Was hat der Roggen mit der Verstädterung zu tun oder mit der Papiermühle oder mit Reiterheeren? Eine ganze Menge. Die Verbindungen werden aufgezeigt in einem Zeitungsartikel, auf den ich jetzt halb freiwillig gestoßen bin. Roggen war (genauso wie Hafer) bereits im Altertum bekannt, galt aber als Unkraut. Im mediterranen Kulturraum gab es die klassische Trias von Ölbaum, Weizen und Wein. Als sich der europäische Kulturraum mit dem Frankenreich weiter nach Norden und Osten erweiterte, brauchte man Alternativen. Für den Ölbaum gab es klimatische Barrieren. Der Anbau von  Weizen und Wein wurde – schon wegen der religiösen Bedeutung für das Christentum – bis zu den äußersten Grenzen getrieben, aber man brauchte Alternativen für das feucht-kühle Klima im Nordwesten des Reichs. Dazu gehörten Roggen und Hafer. Der Roggen trieb die Brotproduktion an. Das führte zu einem erhöhten Mahlbedarf einerseits und zu Bevölkerungswachstum andererseits und damit zu Verstädterung und Kolonisation.  Durch systematische Rodung und Neubesiedlung wurde die Kulturlandschaft immer weiter ausgedehnt.  Der Mahlbedarf, zusammen mit den günstigen klimatischen Bedingungen, führte zur Weiterentwicklung der Wassermühle, die bereits in der Antike bekannt war, aber im Mittelmeerraum wegen der langen Trockenzeiten oft nicht zur Verfügung standen. So kam die Wassermühle erst im Frühmittellalter und erst in Mitteleuropa zu Bedeutung. Von der Getreidemühle ausgehend erfolgte dann eine gewerbliche Diversifizierung in unterschiedliche Produktionsbereiche und zur Entwicklung der Sägemühle, der Papiermühle, der Hammermühle, der Walkmühle. Neben dem Roggen wurde in der Dreifelderwirtschaft Hafer angebaut. Der lieferte Nahrung für die Pferde.
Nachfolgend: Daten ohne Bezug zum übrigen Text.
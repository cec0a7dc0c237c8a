// Copyright 2025 the Multiview Authors
// SPDX-License-Identifier: Apache-2.0 OR MIT

use multiview_device::DeviceProfile;
use multiview_embed::DetectionState;
use multiview_scale::RenderGeometry;

/// What a preview frame should show.
#[derive(Clone, Copy, Debug, PartialEq, Eq, Hash)]
pub enum FrameContent {
    /// No valid target; prompt for a URL instead of loading anything.
    EnterUrl,
    /// Load the target, or keep showing it.
    Live,
    /// The target refused to be embedded.
    Blocked,
    /// The frame failed to load.
    LoadFailed,
}

impl FrameContent {
    /// Derives the content from target availability and detection state.
    #[must_use]
    pub const fn resolve(has_target: bool, state: DetectionState) -> Self {
        if !has_target {
            return Self::EnterUrl;
        }
        match state {
            DetectionState::Blocked => Self::Blocked,
            DetectionState::LoadError => Self::LoadFailed,
            DetectionState::Idle
            | DetectionState::AwaitingClassification
            | DetectionState::Rendered => Self::Live,
        }
    }
}

/// One visible preview, as planned by [`PreviewSession::frames`](crate::PreviewSession::frames).
#[derive(Clone, Debug, PartialEq)]
pub struct DeviceFrame<'a> {
    /// The simulated device.
    pub profile: &'a DeviceProfile,
    /// Where and how large to draw it.
    pub geometry: RenderGeometry,
    /// Whether this is the focused device.
    pub focused: bool,
    /// Embeddability state of its frame.
    pub state: DetectionState,
    /// What to show.
    pub content: FrameContent,
}

impl DeviceFrame<'_> {
    /// Dimension label in the current orientation, like `667 × 375`.
    #[must_use]
    pub fn dimension_label(&self) -> String {
        let size = self.geometry.logical_size();
        format!("{} × {}", size.width, size.height)
    }
}
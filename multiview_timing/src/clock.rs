// Copyright 2025 the Multiview Authors
// SPDX-License-Identifier: Apache-2.0 OR MIT

use core::cell::Cell;

/// A source of monotonic time in milliseconds.
///
/// The origin is arbitrary; only differences between readings matter.
pub trait Clock {
    /// Current time in milliseconds.
    fn now_millis(&self) -> u64;
}

impl<C: Clock + ?Sized> Clock for &C {
    fn now_millis(&self) -> u64 {
        (**self).now_millis()
    }
}

/// A clock that only moves when told to.
///
/// Uses interior mutability so it can be shared by reference between the code
/// under test and the test driving it.
#[derive(Debug, Default, Clone)]
pub struct ManualClock {
    now: Cell<u64>,
}

impl ManualClock {
    /// Creates a clock at time zero.
    #[must_use]
    pub const fn new() -> Self {
        Self { now: Cell::new(0) }
    }

    /// Creates a clock at the given time.
    #[must_use]
    pub const fn starting_at(millis: u64) -> Self {
        Self {
            now: Cell::new(millis),
        }
    }

    /// Moves the clock forward by `millis`.
    pub fn advance(&self, millis: u64) {
        self.now.set(self.now.get().saturating_add(millis));
    }

    /// Sets the clock to an absolute time.
    ///
    /// Moving backwards is ignored; the clock is monotonic.
    pub fn set(&self, millis: u64) {
        if millis > self.now.get() {
            self.now.set(millis);
        }
    }
}

impl Clock for ManualClock {
    fn now_millis(&self) -> u64 {
        self.now.get()
    }
}

/// Monotonic wall clock measured from its creation.
#[cfg(feature = "std")]
#[derive(Debug, Clone, Copy)]
pub struct SystemClock {
    origin: std::time::Instant,
}

#[cfg(feature = "std")]
impl SystemClock {
    /// Creates a clock whose origin is now.
    #[must_use]
    pub fn new() -> Self {
        Self {
            origin: std::time::Instant::now(),
        }
    }
}

#[cfg(feature = "std")]
impl Default for SystemClock {
    fn default() -> Self {
        Self::new()
    }
}

#[cfg(feature = "std")]
impl Clock for SystemClock {
    fn now_millis(&self) -> u64 {
        u64::try_from(self.origin.elapsed().as_millis()).unwrap_or(u64::MAX)
    }
}
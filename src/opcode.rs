//! The linear opcode stream (spec §3 "Opcode stream", §4.D/§4.E).
//!
//! `Instr` is the flattened, ordered instruction the Linearizer (§4.D) and
//! Expression Lowering (§4.E) produce and the Assembler (§4.F) consumes.
//! Every variant corresponds to one entry in the SPEC_FULL §4 opcode
//! ledger; opcodes with no dedicated variant (the domain/FEN/board family,
//! plus the lower-level control-flow primitives a traced program can invoke
//! directly) fall through to `Opaque`, mirroring how the original
//! `linearize_tree`'s final `elif op in [...]: instructions.append((op,
//! *args))` branch handles everything not given bespoke treatment.

use crate::callnode::OpArg;

/// One instruction in the linear opcode stream.
#[derive(Debug, Clone, PartialEq, Eq)]
pub enum Instr {
    PushInt(u32),
    PushStr(String),
    Lookup(String),
    IndirectLookup,
    AssignPop(String),

    Eq,
    Neq,
    IsAny(Vec<String>),

    BooleanNot,
    BooleanAnd,
    BooleanOr,

    ToUnary,
    FromUnary,
    AddUnary,
    SubUnary,
    Mod2Unary,
    GreaterThan,
    LessThan,
    GreaterEqualThan,
    LessEqualThan,

    BinaryAdd,
    BinarySubtract,
    StringCat,

    Fen,

    Cond(String),
    Pause(String),
    Reactivate(String),

    /// Everything else: opaque domain opcodes and direct control-flow /
    /// list-utility calls, carried through verbatim with their build-time
    /// arguments (spec §4.D, last bullet).
    Opaque(String, Vec<OpArg>),
}

impl Instr {
    /// The opcode name as it appears in the Instruction Library (used for
    /// error messages and for dispatch in the Assembler).
    pub fn name(&self) -> String {
        match self {
            Instr::PushInt(_) => "push_int".to_string(),
            Instr::PushStr(_) => "push_str".to_string(),
            Instr::Lookup(_) => "lookup".to_string(),
            Instr::IndirectLookup => "indirect_lookup".to_string(),
            Instr::AssignPop(_) => "assign_pop".to_string(),
            Instr::Eq => "eq".to_string(),
            Instr::Neq => "neq".to_string(),
            Instr::IsAny(_) => "isany".to_string(),
            Instr::BooleanNot => "boolean_not".to_string(),
            Instr::BooleanAnd => "boolean_and".to_string(),
            Instr::BooleanOr => "boolean_or".to_string(),
            Instr::ToUnary => "to_unary".to_string(),
            Instr::FromUnary => "from_unary".to_string(),
            Instr::AddUnary => "add_unary".to_string(),
            Instr::SubUnary => "sub_unary".to_string(),
            Instr::Mod2Unary => "mod2_unary".to_string(),
            Instr::GreaterThan => "greater_than".to_string(),
            Instr::LessThan => "less_than".to_string(),
            Instr::GreaterEqualThan => "greater_equal_than".to_string(),
            Instr::LessEqualThan => "less_equal_than".to_string(),
            Instr::BinaryAdd => "binary_add".to_string(),
            Instr::BinarySubtract => "binary_subtract".to_string(),
            Instr::StringCat => "string_cat".to_string(),
            Instr::Fen => "fen".to_string(),
            Instr::Cond(_) => "cond".to_string(),
            Instr::Pause(_) => "pause".to_string(),
            Instr::Reactivate(_) => "reactivate".to_string(),
            Instr::Opaque(name, _) => name.clone(),
        }
    }
}
pub fn make_pretty(has_move: bool) -> CompileResult<Vec<Rule>> {
    let ranks = ['8', '7', '6', '5', '4', '3', '2', '1'];

    let mut capture_pattern = String::new();
    for rank in ranks {
        for file in "abcdefgh".chars() {
            capture_pattern.push_str(&format!(r"#{file}{rank}:\s*([kqrbnpKQRBNP ])\s*"));
        }
    }

    let mut group = 1usize;
    let mut board_lines = vec!["  ╔═════════════════╗".to_string()];
    for rank in ranks {
        let squares: Vec<String> = (0..8)
            .map(|_| {
                let g = format!("\\{group}");
                group += 1;
                g
            })
            .collect();
        board_lines.push(format!("{rank} ║ {} ║", squares.join(" ")));
    }
    board_lines.push("  ╚═════════════════╝".to_string());
    board_lines.push("    a b c d e f g h".to_string());
    board_lines.push(String::new());
    board_lines.push("~".to_string());
    let board_template = board_lines.join("\n");

    let mut out = vec![
        rule("make_pretty", r"%%\n", "")?,
        rule("make_pretty", capture_pattern, board_template)?,
        rule(
            "make_pretty",
            r"#castle_black_king: ([^\n]*)\n#castle_black_queen: ([^\n]*)\n#castle_white_king: ([^\n]*)\n#castle_white_queen: ([^\n]*)\n",
            r"#castle_black_king: \1\n#castle_black_queen: \2\n#castle_white_king: \3\n#castle_white_queen: \4\n#castling_temp: \n",
        )?,
        rule("make_pretty", r"(.*#castle_white_king: True\n[^%]*#castling_temp: [^\n]*)", r"\1K")?,
        rule("make_pretty", r"(.*#castle_white_queen: True\n[^%]*#castling_temp: [^\n]*)", r"\1Q")?,
        rule("make_pretty", r"(.*#castle_black_king: True\n[^%]*#castling_temp: [^\n]*)", r"\1k")?,
        rule("make_pretty", r"(.*#castle_black_queen: True\n[^%]*#castling_temp: [^\n]*)", r"\1q")?,
        rule("make_pretty", r"(.*#castling_temp: )\n", r"\1-\n")?,
        rule("make_pretty", r"#castling_temp: ([^\n]*)\n#ep: ([^\n]*)\n", r"[Castling Rights: \1, En Passant: \2]\n")?,
        rule("make_pretty", r"#[^a-h].*\n", "")?,
        rule("make_pretty", r"#.[^1-8].*\n", "")?,
    ];

    let piece_swaps = [
        ('K', '♔'), ('Q', '♕'), ('R', '♖'), ('B', '♗'), ('N', '♘'), ('P', '♙'),
        ('k', '♚'), ('q', '♛'), ('r', '♜'), ('b', '♝'), ('n', '♞'), ('p', '♟'),
    ];
    for _ in 0..8 {
        for (letter, symbol) in piece_swaps {
            out.push(rule("make_pretty", format!(r"║(.*){letter}"), format!("║\\1{symbol}"))?);
        }
    }

    if has_move {
        out.push(rule("make_pretty", "~", "Move notation: [src][dest] (e.g. e2e4) or 'q' to quit\n")?);
        out.push(rule("make_pretty", r"\]\n", "]\nEnter Your Move: ")?);
    } else {
        out.push(rule("make_pretty", "~", "\n")?);
    }

    Ok(out)
}
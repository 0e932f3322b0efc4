//! The six concrete scenarios from `spec.md` §8 ("Concrete scenarios"),
//! each driving the Instruction Library (and, for S6, the full compiler
//! pipeline) against hand-built text states and checking the exact
//! resulting state.

use pretty_assertions::assert_eq;
use regex_chess_compiler::driver::{compile, DEFAULT_MAX_ITERATIONS};
use regex_chess_compiler::instructions;
use regex_chess_compiler::rule::{Rule, RuleList};
use regex_chess_compiler::tracer::VarTracer;

fn apply(rules: Vec<Rule>, state: &str) -> String {
    RuleList(rules).apply_all(state.to_string())
}

fn concat(groups: Vec<Vec<Rule>>) -> Vec<Rule> {
    groups.into_iter().flatten().collect()
}

/// S1 — push "x"; push "x"; eq -> stack `["True"]`.
#[test]
fn s1_push_and_eq_equal() {
    let rules = concat(vec![instructions::push_str("x").unwrap(), instructions::push_str("x").unwrap(), instructions::eq().unwrap()]);
    let out = apply(rules, "%%\n#stack:\n");
    assert_eq!(out, "%%\n#stack:\nTrue\n");
}

/// S2 — push "a"; push "b"; eq -> stack `["False"]`.
#[test]
fn s2_push_and_eq_unequal() {
    let rules = concat(vec![instructions::push_str("a").unwrap(), instructions::push_str("b").unwrap(), instructions::eq().unwrap()]);
    let out = apply(rules, "%%\n#stack:\n");
    assert_eq!(out, "%%\n#stack:\nFalse\n");
}

/// S3 — indirect assign: stack `["v", "p"]`, `p="old"` -> stack `[]`, `p="v"`.
#[test]
fn s3_indirect_assign_overwrites_named_variable() {
    let out = apply(instructions::indirect_assign().unwrap(), "%%\n#stack:\nv\np\n#p: old\n");
    assert_eq!(out, "%%\n#stack:\n#p: v\n");
}

/// S4 — unary subtraction, `next - top` floored at zero: push 5 then 6
/// yields 0; push 5 then 4 yields 1 (`"A"`).
#[test]
fn s4_unary_subtraction_floors_at_zero() {
    // push 5 then 6: top = 6 A's, next (pushed first) = 5 A's.
    let out = apply(instructions::sub_unary().unwrap(), "%%\n#stack:\nAAAAAA\nAAAAA\n");
    assert_eq!(out, "%%\n#stack:\n\n");

    // push 5 then 4: top = 4 A's, next (pushed first) = 5 A's.
    let out = apply(instructions::sub_unary().unwrap(), "%%\n#stack:\nAAAA\nAAAAA\n");
    assert_eq!(out, "%%\n#stack:\nA\n");
}

/// S5 — fork + join: a candidate thread computes "x", the original thread
/// computes "y", and joining pulls both onto one stack.
#[test]
fn s5_fork_and_join_combine_both_threads_values() {
    let rules = concat(vec![
        instructions::fork_inactive("T").unwrap(),
        instructions::push_str("x").unwrap(),
        instructions::pause("MAIN").unwrap(),
        instructions::reactivate("T").unwrap(),
        instructions::push_str("y").unwrap(),
        instructions::pause("DONE").unwrap(),
        instructions::reactivate("MAIN").unwrap(),
        instructions::join_pop("DONE").unwrap(),
    ]);
    let out = apply(rules, "%%\n#stack:\n");
    assert_eq!(out, "%%\n#stack:\nx\ny\n");
}

/// S6 — branch linearization: tracing a program that tests boolean `b` and
/// assigns `r` differently in each arm must produce `r` correctly set for
/// both `b=True` and `b=False` initial states.
#[test]
fn s6_branch_sets_variable_correctly_in_both_arms() {
    let program = |vars: &mut VarTracer| {
        let b = vars.get("b");
        if vars.branch(&b) {
            vars.set_str("r", "yes");
        } else {
            vars.set_str("r", "no");
        }
        vars.merge();
    };
    let compiled = compile(program, DEFAULT_MAX_ITERATIONS).expect("branch program should compile");

    let true_out = compiled.rules.apply_all("%%\n#stack:\n#b: True\n".to_string());
    assert_eq!(true_out, "%%\n#stack:\n#b: True\n#r: yes\n");

    let false_out = compiled.rules.apply_all("%%\n#stack:\n#b: False\n".to_string());
    assert_eq!(false_out, "%%\n#stack:\n#b: False\n#r: no\n");
}
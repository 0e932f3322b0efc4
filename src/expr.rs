//! Expression DSL consumed by the tracer (spec §3 "Expression tree", §9
//! Design Notes).
//!
//! The original front end intercepts Python operator overloads and
//! arbitrary attribute access on a dynamic `Tracer` object. Rust has no
//! equivalent to attribute interception, so per spec §9 Design Notes this
//! is replaced with an explicit tagged sum (`Expr`) built through ordinary
//! `std::ops` trait impls on a thin `Traced` wrapper that carries a `Kind`
//! alongside the tree.

use crate::kind::{Kind, Literal};
use std::ops::{Add, Not, Sub};
use std::rc::Rc;

/// A binary operator recorded in the expression tree.
#[derive(Debug, Clone, Copy, PartialEq, Eq)]
pub enum BinOp {
    Eq,
    Neq,
    Lt,
    Gt,
    Le,
    Ge,
    And,
    Or,
    Add,
    Sub,
    StrCat,
}

/// An expression tree node (spec §3).
#[derive(Debug, Clone, PartialEq, Eq)]
pub enum Expr {
    Lit(Literal),
    Lookup(String),
    IndirectLookup(Rc<Expr>),
    BinOp(BinOp, Rc<Expr>, Rc<Expr>),
    Not(Rc<Expr>),
    Mod2(Rc<Expr>),
    IsAny(Rc<Expr>, Vec<String>),
    Fen(Rc<Expr>),
}

/// A traced expression: an `Expr` node paired with its inferred `Kind`.
///
/// This is the Rust analogue of the Python `Tracer` value object — building
/// one never touches the call tree; only `VarTracer::branch` (the `.ite()`
/// call site in the original) and `VarTracer`'s subscript operators do.
#[derive(Debug, Clone, PartialEq, Eq)]
pub struct Traced {
    pub expr: Rc<Expr>,
    pub kind: Kind,
}

impl Traced {
    pub fn new(expr: Expr, kind: Kind) -> Self {
        Traced { expr: Rc::new(expr), kind }
    }

    pub fn int(v: u32) -> Self {
        Traced::new(Expr::Lit(Literal::Int(v)), Kind::Int)
    }

    pub fn str(s: impl Into<String>) -> Self {
        Traced::new(Expr::Lit(Literal::Str(s.into())), Kind::Str)
    }

    pub fn boolean(b: bool) -> Self {
        Traced::new(Expr::Lit(Literal::Bool(b)), Kind::Bool)
    }

    fn bin(op: BinOp, kind: Kind, l: &Traced, r: &Traced) -> Traced {
        Traced::new(Expr::BinOp(op, l.expr.clone(), r.expr.clone()), kind)
    }

    pub fn eq(&self, other: &Traced) -> Traced {
        Traced::bin(BinOp::Eq, Kind::Bool, self, other)
    }

    pub fn ne(&self, other: &Traced) -> Traced {
        Traced::bin(BinOp::Neq, Kind::Bool, self, other)
    }

    pub fn lt(&self, other: &Traced) -> Traced {
        Traced::bin(BinOp::Lt, Kind::Bool, self, other)
    }

    pub fn gt(&self, other: &Traced) -> Traced {
        Traced::bin(BinOp::Gt, Kind::Bool, self, other)
    }

    pub fn le(&self, other: &Traced) -> Traced {
        Traced::bin(BinOp::Le, Kind::Bool, self, other)
    }

    pub fn ge(&self, other: &Traced) -> Traced {
        Traced::bin(BinOp::Ge, Kind::Bool, self, other)
    }

    pub fn and(&self, other: &Traced) -> Traced {
        Traced::bin(BinOp::And, Kind::Bool, self, other)
    }

    pub fn or(&self, other: &Traced) -> Traced {
        Traced::bin(BinOp::Or, Kind::Bool, self, other)
    }

    pub fn strcat(&self, other: &Traced) -> Traced {
        Traced::bin(BinOp::StrCat, Kind::Str, self, other)
    }

    pub fn mod2(&self) -> Traced {
        Traced::new(Expr::Mod2(self.expr.clone()), Kind::Bool)
    }

    pub fn isany(&self, options: &[&str]) -> Traced {
        Traced::new(
            Expr::IsAny(self.expr.clone(), options.iter().map(|s| s.to_string()).collect()),
            Kind::Bool,
        )
    }

    pub fn fen(&self) -> Traced {
        Traced::new(Expr::Fen(self.expr.clone()), Kind::Str)
    }
}

impl Add for &Traced {
    type Output = Traced;

    /// Mirrors `Tracer.__add__`: string-kinded operands concatenate,
    /// everything else is integer addition.
    fn add(self, rhs: &Traced) -> Traced {
        if self.kind == Kind::Str {
            self.strcat(rhs)
        } else {
            Traced::bin(BinOp::Add, Kind::Int, self, rhs)
        }
    }
}

impl Sub for &Traced {
    type Output = Traced;

    fn sub(self, rhs: &Traced) -> Traced {
        Traced::bin(BinOp::Sub, Kind::Int, self, rhs)
    }
}

impl Not for &Traced {
    type Output = Traced;

    fn not(self) -> Traced {
        Traced::new(Expr::Not(self.expr.clone()), Kind::Bool)
    }
}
Der vermehrte Haferanbau führte zur verstärkten Pferdehaltung und letztlich zu den Panzerreiterheeren der Karolingerzeit.  Und die Pferde ermöglichten das Pflügen des Bodens mit dem schweren Pflug  und lieferten gleichzeitig Dünger für die Felder während der Brache.  Und so entwickelte sich ein Europa des „schwarzen Brotes“ als Gegenentwurf zum Europa des „weißen Brotes“, eine bipolare Struktur, die noch bis heute nachwirkt.  (Mitterauer, Michael: „Das dunkle Brot machte die Menschen satt“, in: Frankfurter Allgemeine Zeitung 26/02/2012)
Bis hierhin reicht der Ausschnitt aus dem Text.